MUBA,TRIKPOS.com — Dalam momentum peringatan Bulan Keselamatan dan Kesehatan Kerja (K3) Nasional, Pemerintah Kabupaten Musi Banyuasin melalui Dinas Tenaga Kerja dan Transmigrasi (Disnakertrans) berkolaborasi dengan Satgas Pengawasan Ketenagakerjaan Provinsi Sumatera Selatan memperketat monitoring dan pembinaan di sektor industri.
Kegiatan ini bertujuan memastikan seluruh perusahaan di wilayah Musi Banyuasin mematuhi norma ketenagakerjaan serta menerapkan standar keselamatan dan kesehatan kerja secara konsisten. Monitoring dilakukan pada sejumlah perusahaan yang dipilih secara acak sebagai sampel, di antaranya PT Guthrie Pecconina Indonesia (Lawang Wetan), PT Kirana Musi Persada (Sekayu), PT Berkat Sawit Sukamaju (Babat Supat), dan PT Bara Mutiara Prima (Sungai Lilin).
Kepala Disnakertrans Muba, Herryandi Sinulingga, AP, menegaskan bahwa penerapan K3 bukan sekadar kewajiban administratif, melainkan investasi jangka panjang bagi perlindungan tenaga kerja dan keberlanjutan usaha.

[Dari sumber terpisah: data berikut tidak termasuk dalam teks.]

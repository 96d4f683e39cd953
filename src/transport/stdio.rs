//! Purpose: Run the singleton local-stream transport over inherited stdin/stdout.
//! Exports: `StdioTransport`.
//! Role: Bridge newline-delimited JSON-RPC lines to the shared dispatch pipeline.
//! Invariants: The writer only emits JSON-RPC messages (one JSON value per line).
//! Invariants: EOF or a read failure closes the transport; queued replies are still flushed.
//! Invariants: Parse errors (including non-UTF-8 lines) become JSON-RPC errors with a null id.
//! Invariants: Handler notifications share the reply queue, so they precede their reply.
//! Notes: No session id exists here; there is exactly one trusted local peer.

use std::sync::{Arc, Mutex, Weak};

use serde_json::Value;
use tokio::io::{AsyncBufRead, AsyncBufReadExt, AsyncWrite, AsyncWriteExt, BufReader};
use tokio::sync::mpsc;
use tokio::task::JoinHandle;
use tracing::{debug, warn};

use super::{CloseHook, CloseSignal, Transport, closed_error, wait_closed};
use crate::core::error::{Error, ErrorKind};
use crate::mcp::{
    DispatchOutcome, JsonRpcId, JsonRpcResponse, McpDispatcher, parse_jsonrpc_message,
};
use crate::registry::Peer;

type LineReader = Box<dyn AsyncBufRead + Send + Unpin>;
type LineWriter = Box<dyn AsyncWrite + Send + Unpin>;

pub struct StdioTransport {
    io: Mutex<Option<(LineReader, LineWriter)>>,
    outbound: mpsc::UnboundedSender<Value>,
    outbound_rx: Mutex<Option<mpsc::UnboundedReceiver<Value>>>,
    tasks: Mutex<Vec<JoinHandle<()>>>,
    signal: CloseSignal,
}

impl StdioTransport {
    pub fn new<R, W>(reader: R, writer: W) -> Self
    where
        R: tokio::io::AsyncRead + Send + Unpin + 'static,
        W: AsyncWrite + Send + Unpin + 'static,
    {
        let (outbound, outbound_rx) = mpsc::unbounded_channel();
        Self {
            io: Mutex::new(Some((Box::new(BufReader::new(reader)), Box::new(writer)))),
            outbound,
            outbound_rx: Mutex::new(Some(outbound_rx)),
            tasks: Mutex::new(Vec::new()),
            signal: CloseSignal::new(),
        }
    }

    /// The process's inherited input and output.
    pub fn stdio() -> Self {
        Self::new(tokio::io::stdin(), tokio::io::stdout())
    }

    pub async fn closed(&self) {
        self.signal.closed().await;
    }

    /// Waits for the reader and writer tasks to finish after `close`.
    pub async fn join(&self) {
        let tasks = std::mem::take(&mut *self.tasks.lock().unwrap_or_else(|p| p.into_inner()));
        for task in tasks {
            if let Err(err) = task.await {
                warn!(error = %err, "local stream task ended abnormally");
            }
        }
    }
}

impl Transport for StdioTransport {
    fn bind(
        self: Arc<Self>,
        pipeline: Arc<McpDispatcher>,
        on_close: CloseHook,
    ) -> Result<(), Error> {
        let io = self.io.lock().unwrap_or_else(|p| p.into_inner()).take();
        let outbound_rx = self
            .outbound_rx
            .lock()
            .unwrap_or_else(|p| p.into_inner())
            .take();
        let (Some((reader, writer)), Some(outbound_rx)) = (io, outbound_rx) else {
            return Err(Error::new(ErrorKind::Usage).with_message("local stream is already bound"));
        };
        if self.signal.is_closed() {
            return Err(closed_error(None));
        }
        self.signal.set_hook(on_close)?;

        let writer_task = tokio::spawn(write_loop(
            writer,
            outbound_rx,
            self.signal.subscribe(),
            Arc::clone(&self),
        ));
        let reader_task = tokio::spawn(read_loop(reader, pipeline, Arc::clone(&self)));
        let mut tasks = self.tasks.lock().unwrap_or_else(|p| p.into_inner());
        tasks.push(reader_task);
        tasks.push(writer_task);
        debug!("local stream connected");
        Ok(())
    }

    fn send(&self, message: Value) -> Result<(), Error> {
        if self.signal.is_closed() {
            return Err(closed_error(None));
        }
        self.outbound
            .send(message)
            .map_err(|_| closed_error(None))
    }

    fn close(&self) {
        if self.signal.close() {
            debug!("local stream closed");
        }
    }

    fn is_closed(&self) -> bool {
        self.signal.is_closed()
    }
}

async fn read_loop(
    mut reader: LineReader,
    pipeline: Arc<McpDispatcher>,
    transport: Arc<StdioTransport>,
) {
    let mut closed = transport.signal.subscribe();
    let peer = local_peer(Arc::downgrade(&transport));
    let mut line = Vec::new();
    loop {
        line.clear();
        let read = tokio::select! {
            _ = wait_closed(&mut closed) => break,
            read = reader.read_until(b'\n', &mut line) => read,
        };
        match read {
            Ok(0) => break,
            Ok(_) => {}
            Err(err) => {
                warn!(error = %err, "failed to read from local stream");
                break;
            }
        }

        let message = line.trim_ascii();
        if message.is_empty() {
            continue;
        }

        let outcome = match parse_jsonrpc_message(message) {
            Ok(value) => {
                let mut dispatch_closed = closed.clone();
                tokio::select! {
                    _ = wait_closed(&mut dispatch_closed) => break,
                    outcome = pipeline.dispatch_value_from(value, &peer) => outcome,
                }
            }
            Err(error) => DispatchOutcome::Response(JsonRpcResponse::error(JsonRpcId::Null, error)),
        };

        if let DispatchOutcome::Response(response) = outcome {
            match serde_json::to_value(response) {
                Ok(payload) => {
                    if let Err(err) = transport.send(payload) {
                        debug!(error = %err, "dropping reply on closed local stream");
                        break;
                    }
                }
                Err(err) => warn!(error = %err, "failed to encode local stream reply"),
            }
        }
    }
    transport.close();
}

fn local_peer(transport: Weak<StdioTransport>) -> Peer {
    Peer::new(None, move |message| match transport.upgrade() {
        Some(transport) => transport.send(message),
        None => Err(closed_error(None)),
    })
}

async fn write_loop(
    mut writer: LineWriter,
    mut outbound: mpsc::UnboundedReceiver<Value>,
    mut closed: tokio::sync::watch::Receiver<bool>,
    transport: Arc<StdioTransport>,
) {
    loop {
        let message = tokio::select! {
            biased;
            message = outbound.recv() => message,
            _ = wait_closed(&mut closed) => None,
        };
        let Some(message) = message else {
            break;
        };
        if let Err(err) = write_json_line(&mut writer, &message).await {
            warn!(error = %err, "failed to write to local stream");
            transport.close();
            return;
        }
    }

    while let Ok(message) = outbound.try_recv() {
        if let Err(err) = write_json_line(&mut writer, &message).await {
            warn!(error = %err, "failed to flush local stream on close");
            return;
        }
    }
    if let Err(err) = writer.shutdown().await {
        debug!(error = %err, "local stream writer shutdown failed");
    }
}

async fn write_json_line(writer: &mut LineWriter, payload: &Value) -> Result<(), Error> {
    let mut bytes = serde_json::to_vec(payload).map_err(|err| {
        Error::new(ErrorKind::Internal)
            .with_message("failed to encode MCP message")
            .with_source(err)
    })?;
    bytes.push(b'\n');
    writer.write_all(&bytes).await.map_err(|err| {
        Error::new(ErrorKind::Io)
            .with_message("failed to write MCP message")
            .with_source(err)
    })?;
    writer.flush().await.map_err(|err| {
        Error::new(ErrorKind::Io)
            .with_message("failed to flush MCP message")
            .with_source(err)
    })
}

“K3 adalah fondasi utama produktivitas. Kami memastikan perusahaan menciptakan lingkungan kerja yang aman dan sehat demi melindungi tenaga kerja sekaligus mendorong pertumbuhan ekonomi daerah yang berkelanjutan,” ujarnya.
Sementara itu, Kepala Bidang Hubungan Industrial Disnakertrans Muba, Faezal Pratama, menyampaikan bahwa hasil monitoring menunjukkan kecenderungan positif. Secara umum, perusahaan telah memenuhi ketentuan normatif ketenagakerjaan, mulai dari sistem pengupahan, kepemilikan Peraturan Perusahaan (PP) atau PKB, hingga keberfungsian Lembaga Kerja Sama (LKS) Bipartit sebagai forum dialog antara pekerja dan manajemen.

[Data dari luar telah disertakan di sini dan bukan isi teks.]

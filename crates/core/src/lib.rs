pub mod config;
pub mod money;

pub use config::{ConfigError, ExtractorConfig, Granularity};
pub use money::Money;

Pengawas Ketenagakerjaan Disnakertrans Provinsi Sumatera Selatan, Ahmad Fajriman, mengapresiasi komitmen perusahaan sekaligus mengingatkan pentingnya konsistensi penerapan standar teknis di lapangan.
“Secara umum perusahaan telah melaksanakan kewajiban K3 dengan baik. Hal ini terlihat dari pembentukan P2K3 dan pelaporan rutin, penyediaan APD berstandar SNI, serta ketersediaan fasilitas pemadam kebakaran dan layanan kesehatan,” jelasnya.
Namun demikian, ia menekankan agar perusahaan tidak lengah. “Pengawasan internal harus terus diperkuat. Implementasi K3 tidak boleh bersifat sesaat atau hanya saat momentum tertentu, tetapi harus berjalan berkelanjutan,” tegas Ahmad.
Berdasarkan UU Nomor 1 Tahun 1970 tentang Keselamatan Kerja serta UU Nomor 6 Tahun 2023 tentang Cipta Kerja. Melalui kegiatan tersebut, seluruh perusahaan di Musi Banyuasin diimbau untuk segera melakukan langkah tindak lanjut, antara lain:
- Audit mandiri terhadap seluruh fasilitas pemadam kebakaran dan layanan kesehatan kerja;
- Disiplin pelaporan P2K3 secara tepat waktu setiap semester;
- Peningkatan penggunaan APD sesuai standar dan risiko kerja dengan spesifikasi SNI.
Dengan terciptanya lingkungan kerja yang aman dan hubungan industrial yang harmonis, Disnakertrans Muba berharap kesejahteraan tenaga kerja di Kabupaten Musi Banyuasin dapat terus meningkat.